Secondly, the early church acknowledged the divinity of Jesus from the very start because that is what the apostles taught, as recorded in the New Testament. Written by ordinary men, not literary geniuses, the authenticity of the gospels stems from the fact that those who wrote were eyewitnesses, or, as in the case of Mark, gathered their facts from eyewitnessesALL of the New Testament writers placed great value on eyewitness testimony.  Consider these verses:

For we cannot but speak of what we have seen and heard…’  Luke writes in Acts 4:20

For we did not follow cleverly devised myths when we made known to you the power and coming of our Lord Jesus Christ, but we were eyewitnesses of His majesty.’ Peter records in 2 Peter 1:16

That which was from the beginning, which we have heard, which we have seen with our eyes, which we have looked upon and have touched with our hands, concerning the word of life…I John 1:1

Thirdly, as reported in the book of Acts, thousands of people accepted the Lordship of Christ and His redemptive atonement before a single word of the New Testament was committed to parchment. Christianity is founded on historical events – the life, death resurrection and ascension of Jesus Christ.  It is not the figment of someone’s imagination, nor a cleverly devised religious system from the minds of man.  It’s – simply put – all about Jesus.

Fourth, there are some 25,000 New Testament manuscripts or fragments of manuscripts in existence, most of which are carefully housed in temperature and humidity controlled locations to preserve them.  By contrast, there are only about 1800 fragments and manuscripts of Homer’s Iliad, less than 10% of the New Testament texts. 

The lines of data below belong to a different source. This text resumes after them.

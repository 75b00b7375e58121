//! Rent valuation snapshot model.
//!
//! # Invariants
//! - A report links exactly one user and one address owned by that user.
//! - Only `home_owner_specified_rent` may change after a report is stored.

use crate::model::address::AddressId;
use crate::model::user::UserId;
use rust_decimal::Decimal;
use serde::{Deserialize, Serialize};
use uuid::Uuid;

/// Stable identifier of a stored rent valuation report.
pub type ReportId = Uuid;

/// Rent figures of one valuation event.
///
/// Money values serialize as decimal strings to stay exact on the wire.
#[derive(Debug, Clone, Default, PartialEq, Eq, Serialize, Deserialize)]
pub struct RentValuationData {
    pub average_monthly_rent: Decimal,
    pub home_owner_specified_rent: Decimal,
    pub is_rent_estimate_available: bool,
    pub valuation_rent_high: Decimal,
    pub valuation_rent_low: Decimal,
    pub value_changed_in_30_days: Decimal,
}

/// Persisted valuation snapshot.
#[derive(Debug, Clone, PartialEq, Eq, Serialize, Deserialize)]
pub struct RentValuationReport {
    pub report_id: ReportId,
    pub user_id: UserId,
    pub address_id: AddressId,
    pub data: RentValuationData,
    pub date_created: i64,
}

impl RentValuationReport {
    /// Builds a new snapshot from caller figures.
    ///
    /// The stored `home_owner_specified_rent` starts out equal to the
    /// estimated `average_monthly_rent`; owners override it later through the
    /// specified-rent correction. The caller's own specified value is ignored.
    pub fn snapshot(
        user_id: UserId,
        address_id: AddressId,
        figures: &RentValuationData,
        date_created: i64,
    ) -> Self {
        Self {
            report_id: Uuid::new_v4(),
            user_id,
            address_id,
            data: RentValuationData {
                home_owner_specified_rent: figures.average_monthly_rent,
                ..figures.clone()
            },
            date_created,
        }
    }
}
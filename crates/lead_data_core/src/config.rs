//! Runtime configuration for opening lead storage.
//!
//! # Responsibility
//! - Describe where the lead database lives and how long writers wait on locks.
//! - Optionally bootstrap file logging for hosts that do not own a logger.
//!
//! # Invariants
//! - A missing `db_path` means an in-memory database.
//! - Unknown JSON fields are rejected.

use crate::db::{open_db_with_busy_timeout, DbError, DEFAULT_BUSY_TIMEOUT};
use crate::logging::{default_log_level, init_logging, LoggingError};
use rusqlite::Connection;
use serde::Deserialize;
use std::error::Error;
use std::fmt::{Display, Formatter};
use std::path::{Path, PathBuf};
use std::time::Duration;

/// Storage and logging settings.
#[derive(Debug, Clone, PartialEq, Eq, Deserialize)]
#[serde(default, deny_unknown_fields)]
pub struct LeadDataConfig {
    pub db_path: Option<PathBuf>,
    pub busy_timeout_ms: u64,
    pub log_level: String,
    /// Absolute directory for rolling logs. Logging stays untouched when unset.
    pub log_dir: Option<PathBuf>,
}

impl Default for LeadDataConfig {
    fn default() -> Self {
        Self {
            db_path: None,
            busy_timeout_ms: u64::try_from(DEFAULT_BUSY_TIMEOUT.as_millis()).unwrap_or(5_000),
            log_level: default_log_level().to_string(),
            log_dir: None,
        }
    }
}

/// Configuration loading/open failure.
#[derive(Debug)]
pub enum ConfigError {
    Io(std::io::Error),
    Parse(serde_json::Error),
    Logging(LoggingError),
    Db(DbError),
}

impl Display for ConfigError {
    fn fmt(&self, f: &mut Formatter<'_>) -> std::fmt::Result {
        match self {
            Self::Io(err) => write!(f, "cannot read config: {err}"),
            Self::Parse(err) => write!(f, "invalid config: {err}"),
            Self::Logging(err) => write!(f, "{err}"),
            Self::Db(err) => write!(f, "{err}"),
        }
    }
}

impl Error for ConfigError {
    fn source(&self) -> Option<&(dyn Error + 'static)> {
        match self {
            Self::Io(err) => Some(err),
            Self::Parse(err) => Some(err),
            Self::Logging(err) => Some(err),
            Self::Db(err) => Some(err),
        }
    }
}

impl From<DbError> for ConfigError {
    fn from(value: DbError) -> Self {
        Self::Db(value)
    }
}

impl From<LoggingError> for ConfigError {
    fn from(value: LoggingError) -> Self {
        Self::Logging(value)
    }
}

impl LeadDataConfig {
    /// Parses a JSON document; absent fields keep their defaults.
    pub fn from_json_str(raw: &str) -> Result<Self, ConfigError> {
        serde_json::from_str(raw).map_err(ConfigError::Parse)
    }

    /// Reads and parses a JSON config file.
    pub fn from_json_file(path: impl AsRef<Path>) -> Result<Self, ConfigError> {
        let raw = std::fs::read_to_string(path).map_err(ConfigError::Io)?;
        Self::from_json_str(&raw)
    }

    pub fn busy_timeout(&self) -> Duration {
        Duration::from_millis(self.busy_timeout_ms)
    }

    /// Initializes logging (when `log_dir` is set) and opens a schema-ready
    /// connection.
    pub fn open(&self) -> Result<Connection, ConfigError> {
        if let Some(log_dir) = self.log_dir.as_deref() {
            init_logging(&self.log_level, log_dir)?;
        }
        Ok(open_db_with_busy_timeout(
            self.db_path.as_deref(),
            self.busy_timeout(),
        )?)
    }
}
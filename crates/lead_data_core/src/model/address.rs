//! Address model scoped to one owning user.

use crate::model::user::UserId;
use serde::{Deserialize, Serialize};
use uuid::Uuid;

/// Stable identifier of a stored address.
pub type AddressId = Uuid;

/// Postal address value object.
///
/// `county` is carried along but does not take part in address matching.
#[derive(Debug, Clone, Default, PartialEq, Eq, Serialize, Deserialize)]
pub struct Address {
    pub street: String,
    pub city: String,
    pub county: String,
    pub state: String,
    pub zip: String,
}

/// Persisted address row. Immutable once created.
#[derive(Debug, Clone, PartialEq, Eq, Serialize, Deserialize)]
pub struct AddressRecord {
    pub address_id: AddressId,
    pub user_id: UserId,
    pub address: Address,
    pub date_created: i64,
}

impl AddressRecord {
    pub fn new(user_id: UserId, address: &Address, date_created: i64) -> Self {
        Self {
            address_id: Uuid::new_v4(),
            user_id,
            address: address.clone(),
            date_created,
        }
    }
}
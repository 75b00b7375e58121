//! Lead use-case services.
//!
//! # Responsibility
//! - Orchestrate repository calls into lead/valuation use cases.
//! - Keep hosting layers decoupled from storage details.

pub mod lead_data_provider;
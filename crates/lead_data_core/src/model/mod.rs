//! Lead domain model: users, their addresses, and rent valuation snapshots.
//!
//! # Invariants
//! - Every record is identified by a generated UUID v4 that is never reused.
//! - Timestamps are Unix epoch milliseconds.
//! - Valuation reports are append-only snapshots.

pub mod address;
pub mod user;
pub mod valuation;

use std::time::{SystemTime, UNIX_EPOCH};

/// Current wall-clock time in Unix epoch milliseconds.
///
/// Clocks set before 1970 collapse to `0`.
pub fn now_epoch_ms() -> i64 {
    SystemTime::now()
        .duration_since(UNIX_EPOCH)
        .map(|elapsed| i64::try_from(elapsed.as_millis()).unwrap_or(i64::MAX))
        .unwrap_or(0)
}
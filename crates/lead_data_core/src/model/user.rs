//! Lead user model.

use serde::{Deserialize, Serialize};
use uuid::Uuid;

/// Stable identifier of a stored lead user.
pub type UserId = Uuid;

/// Caller-supplied user values used by upserts.
///
/// `email` is the natural lookup key; the other fields are overwritten on
/// every upsert that matches an existing row.
#[derive(Debug, Clone, Default, PartialEq, Eq, Serialize, Deserialize)]
pub struct LeadUser {
    pub email: String,
    pub first_name: String,
    pub last_name: String,
    pub phone: String,
}

impl LeadUser {
    pub fn new(
        email: impl Into<String>,
        first_name: impl Into<String>,
        last_name: impl Into<String>,
        phone: impl Into<String>,
    ) -> Self {
        Self {
            email: email.into(),
            first_name: first_name.into(),
            last_name: last_name.into(),
            phone: phone.into(),
        }
    }
}

/// Persisted user row.
#[derive(Debug, Clone, PartialEq, Eq, Serialize, Deserialize)]
pub struct UserRecord {
    pub user_id: UserId,
    /// Never rewritten after the row is created.
    pub email: String,
    pub first_name: String,
    pub last_name: String,
    pub phone: String,
    pub date_created: i64,
    /// `None` until the first in-place update.
    pub date_modified: Option<i64>,
}

impl UserRecord {
    /// Builds a fresh row with a generated id.
    pub fn new(user: &LeadUser, date_created: i64) -> Self {
        Self {
            user_id: Uuid::new_v4(),
            email: user.email.clone(),
            first_name: user.first_name.clone(),
            last_name: user.last_name.clone(),
            phone: user.phone.clone(),
            date_created,
            date_modified: None,
        }
    }
}
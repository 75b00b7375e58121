//! Repository layer: the persistence context behind the lead data provider.
//!
//! # Responsibility
//! - Define find/insert/update contracts over users, addresses and reports.
//! - Isolate SQLite query details from provider orchestration.
//!
//! # Invariants
//! - Every write is committed when the call returns.
//! - Repository APIs return semantic errors (`NotFound`) in addition to DB
//!   transport errors.

pub mod lead_repo;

The New Testament writers reported what they actually saw, heard, experienced and witnessed during the three and a half year ministry of Jesus.  Their testimony is true, reliable and deserves our total acceptance.

In short, the Gospels declare to us that the Christ of prophecy in the Old Testament is the Christ of fulfillment in the New. The Messiah hoped for in the Old Testament is the clearly presented realization in the New. The expectancy of the Jews in the Old Testament is transformed into experience in the New in which the long-predicted Messiah is revealed in all of His fullness.

With that background, let’s turn to Mark’s Gospel. 

Mark skips over the birth and early life of Jesus which Matthew and Luke recorded.  As already stated, by asking Peter questions and gathering Peter’s memories, Mark was able to write a clear and persuasive gospel which generations since then have enjoyed, studied and absorbed.

In Mark 1:14-15 we read: Now after John had been taken into custody, Jesus came into Galilee, preaching the gospel of God and saying, ‘The time is fulfilled, and the kingdom of God is at hand; repent and believe in the gospel.’

repent

The Jews had been waiting for centuries, looking and hoping for a Messiah whom they anticipated would be a military, political hero.

Instead, the first instructions they hear are: ‘Repent and Believe…’  This was shocking.  Can’t you hear the reaction?

‘What do You mean, Jesus, telling us to repent? ‘  they may well have cried out.What about those Romans? Why don’t you tell them to repent? They treat us harshly and besides that, they shouldn’t even be here.  This is our land.’

But REPENT was the first commandment.  It still is.

REPENT and BELIEVE.

True repentance is an expression of humility; that is, an acknowledgment that we are not perfect, superior or righteous.  We have sinned.

Why didn’t Jesus say BELIEVE first and then REPENT?  (Bible study tip: When you study the Word, not only the actual words but the order in which Jesus spoke them is important.)

I suggest there are two reasons why REPENT comes first and BELIEVE comes afterward.

Before we can have any relationship with Jesus, we must acknowledge our own  sinfulness.  We fail miserably at being our own sufficiency.  We make a mess of our lives quite easily. Until we REPENT of our selfishness, our egoism and our inclination towards sin, we fail to BELIEVE that we even need a Savior. 

Repentance expresses our need of a Savior; Believing enables us to receive the salvation we so desperately need. 

REPENT is more than a word; it’s a behavior.  The word means ‘to turn around’, ‘to change’. 

BELIEVE is also more than a word; it’s a surrender to the only Person who can save me from myself – the Lord Jesus Christ.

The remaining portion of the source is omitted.